Records for the exercise:
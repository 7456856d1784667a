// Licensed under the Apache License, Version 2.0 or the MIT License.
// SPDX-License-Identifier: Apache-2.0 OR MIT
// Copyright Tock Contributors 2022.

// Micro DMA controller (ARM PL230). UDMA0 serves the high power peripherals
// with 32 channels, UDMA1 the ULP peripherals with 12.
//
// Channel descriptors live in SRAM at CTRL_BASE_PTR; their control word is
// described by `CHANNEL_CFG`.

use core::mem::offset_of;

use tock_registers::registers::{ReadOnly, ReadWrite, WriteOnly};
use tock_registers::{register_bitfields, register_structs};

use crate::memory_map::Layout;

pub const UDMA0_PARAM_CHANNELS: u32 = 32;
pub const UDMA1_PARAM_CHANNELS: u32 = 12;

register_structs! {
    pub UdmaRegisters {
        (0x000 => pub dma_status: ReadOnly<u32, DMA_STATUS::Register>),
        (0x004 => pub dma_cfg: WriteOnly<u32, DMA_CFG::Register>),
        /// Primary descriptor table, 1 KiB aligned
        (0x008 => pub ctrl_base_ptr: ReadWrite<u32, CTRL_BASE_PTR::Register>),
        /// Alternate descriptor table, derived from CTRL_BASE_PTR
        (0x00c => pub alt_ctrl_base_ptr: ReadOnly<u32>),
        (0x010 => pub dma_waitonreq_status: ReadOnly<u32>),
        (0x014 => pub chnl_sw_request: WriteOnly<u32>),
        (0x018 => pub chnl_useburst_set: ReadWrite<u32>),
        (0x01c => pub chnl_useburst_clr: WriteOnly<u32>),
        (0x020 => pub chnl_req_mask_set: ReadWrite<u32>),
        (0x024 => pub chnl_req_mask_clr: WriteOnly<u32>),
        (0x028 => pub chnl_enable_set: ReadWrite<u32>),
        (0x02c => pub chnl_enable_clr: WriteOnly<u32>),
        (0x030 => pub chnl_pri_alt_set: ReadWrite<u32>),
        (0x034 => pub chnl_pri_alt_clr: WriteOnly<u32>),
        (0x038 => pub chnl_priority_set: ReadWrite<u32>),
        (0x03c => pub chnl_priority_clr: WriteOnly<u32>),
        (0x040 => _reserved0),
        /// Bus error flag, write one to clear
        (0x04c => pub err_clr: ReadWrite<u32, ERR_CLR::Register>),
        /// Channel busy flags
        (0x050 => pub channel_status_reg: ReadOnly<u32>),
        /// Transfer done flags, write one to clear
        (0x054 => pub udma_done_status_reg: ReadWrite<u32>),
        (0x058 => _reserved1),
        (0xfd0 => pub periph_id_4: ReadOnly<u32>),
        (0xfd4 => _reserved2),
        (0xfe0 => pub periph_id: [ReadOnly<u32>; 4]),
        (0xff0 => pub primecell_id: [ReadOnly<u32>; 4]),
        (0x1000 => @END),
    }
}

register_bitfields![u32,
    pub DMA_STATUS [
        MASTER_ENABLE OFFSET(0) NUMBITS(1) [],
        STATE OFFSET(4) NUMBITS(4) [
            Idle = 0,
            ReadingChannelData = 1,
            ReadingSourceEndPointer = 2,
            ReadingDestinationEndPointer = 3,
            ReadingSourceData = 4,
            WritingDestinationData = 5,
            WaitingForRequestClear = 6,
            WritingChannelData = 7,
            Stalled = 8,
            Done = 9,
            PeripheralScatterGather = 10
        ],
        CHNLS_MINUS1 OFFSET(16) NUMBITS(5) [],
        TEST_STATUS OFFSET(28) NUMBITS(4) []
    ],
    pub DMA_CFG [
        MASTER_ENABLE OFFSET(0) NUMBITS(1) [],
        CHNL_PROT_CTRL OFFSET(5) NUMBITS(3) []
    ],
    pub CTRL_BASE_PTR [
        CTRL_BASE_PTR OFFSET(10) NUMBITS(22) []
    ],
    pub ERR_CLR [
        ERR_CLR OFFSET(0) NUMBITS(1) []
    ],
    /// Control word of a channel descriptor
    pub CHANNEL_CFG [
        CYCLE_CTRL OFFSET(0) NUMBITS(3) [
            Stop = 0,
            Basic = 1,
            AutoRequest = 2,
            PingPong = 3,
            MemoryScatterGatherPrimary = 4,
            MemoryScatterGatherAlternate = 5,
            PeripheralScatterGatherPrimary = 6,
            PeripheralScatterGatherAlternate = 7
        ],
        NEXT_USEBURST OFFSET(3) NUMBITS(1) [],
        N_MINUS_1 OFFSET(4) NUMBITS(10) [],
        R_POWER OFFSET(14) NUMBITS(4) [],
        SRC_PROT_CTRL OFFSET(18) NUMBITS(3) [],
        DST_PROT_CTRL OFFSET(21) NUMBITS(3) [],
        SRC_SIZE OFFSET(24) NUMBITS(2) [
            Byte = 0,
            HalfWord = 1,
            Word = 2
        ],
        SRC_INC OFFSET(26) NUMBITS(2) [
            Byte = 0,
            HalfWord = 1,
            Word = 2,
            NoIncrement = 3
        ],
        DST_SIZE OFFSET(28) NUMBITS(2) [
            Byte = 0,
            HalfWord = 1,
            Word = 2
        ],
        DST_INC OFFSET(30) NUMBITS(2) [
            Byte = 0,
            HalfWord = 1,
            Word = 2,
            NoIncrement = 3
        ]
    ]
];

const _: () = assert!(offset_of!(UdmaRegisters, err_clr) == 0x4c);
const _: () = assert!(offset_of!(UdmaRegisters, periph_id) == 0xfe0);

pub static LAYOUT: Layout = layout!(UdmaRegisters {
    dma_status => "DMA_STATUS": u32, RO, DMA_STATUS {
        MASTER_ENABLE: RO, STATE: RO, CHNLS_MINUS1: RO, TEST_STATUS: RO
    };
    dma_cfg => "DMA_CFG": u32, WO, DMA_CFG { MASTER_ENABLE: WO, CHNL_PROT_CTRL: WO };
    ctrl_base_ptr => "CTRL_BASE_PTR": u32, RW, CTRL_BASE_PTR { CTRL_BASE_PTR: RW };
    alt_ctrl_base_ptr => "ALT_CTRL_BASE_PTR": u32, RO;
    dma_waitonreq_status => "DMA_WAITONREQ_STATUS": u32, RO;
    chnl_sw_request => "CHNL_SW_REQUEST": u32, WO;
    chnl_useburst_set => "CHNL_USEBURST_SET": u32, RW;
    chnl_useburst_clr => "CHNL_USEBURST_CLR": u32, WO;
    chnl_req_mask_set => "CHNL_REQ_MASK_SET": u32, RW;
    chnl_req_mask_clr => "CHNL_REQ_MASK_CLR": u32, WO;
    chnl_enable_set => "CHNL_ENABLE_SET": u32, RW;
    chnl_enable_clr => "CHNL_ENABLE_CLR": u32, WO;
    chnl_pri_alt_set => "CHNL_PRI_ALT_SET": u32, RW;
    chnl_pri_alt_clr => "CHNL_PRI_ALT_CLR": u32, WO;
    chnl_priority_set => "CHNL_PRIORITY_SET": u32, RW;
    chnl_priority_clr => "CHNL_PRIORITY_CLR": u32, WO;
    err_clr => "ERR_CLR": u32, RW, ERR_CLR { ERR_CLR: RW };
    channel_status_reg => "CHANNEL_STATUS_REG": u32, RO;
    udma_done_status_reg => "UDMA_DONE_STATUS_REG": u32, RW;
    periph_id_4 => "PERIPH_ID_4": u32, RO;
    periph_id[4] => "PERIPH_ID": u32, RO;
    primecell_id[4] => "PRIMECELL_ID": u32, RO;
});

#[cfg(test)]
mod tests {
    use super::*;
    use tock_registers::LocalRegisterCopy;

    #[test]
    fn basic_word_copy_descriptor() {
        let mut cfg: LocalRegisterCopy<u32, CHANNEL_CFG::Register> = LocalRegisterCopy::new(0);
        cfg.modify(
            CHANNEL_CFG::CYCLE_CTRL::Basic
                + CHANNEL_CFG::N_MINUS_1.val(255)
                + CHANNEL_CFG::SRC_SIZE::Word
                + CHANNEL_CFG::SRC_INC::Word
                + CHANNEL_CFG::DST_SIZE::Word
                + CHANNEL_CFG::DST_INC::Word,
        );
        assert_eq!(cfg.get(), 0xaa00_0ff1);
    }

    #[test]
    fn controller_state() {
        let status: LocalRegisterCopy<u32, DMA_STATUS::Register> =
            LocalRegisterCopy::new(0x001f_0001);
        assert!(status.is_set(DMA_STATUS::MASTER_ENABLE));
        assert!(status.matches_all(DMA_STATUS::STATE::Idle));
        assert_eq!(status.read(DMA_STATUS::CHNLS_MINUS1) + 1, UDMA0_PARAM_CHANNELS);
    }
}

Exercise brief: Each line of the material that has the word "Idle" belongs in the answer.

Solution to this exercise:
            Idle = 0,
        assert!(status.matches_all(DMA_STATUS::STATE::Idle));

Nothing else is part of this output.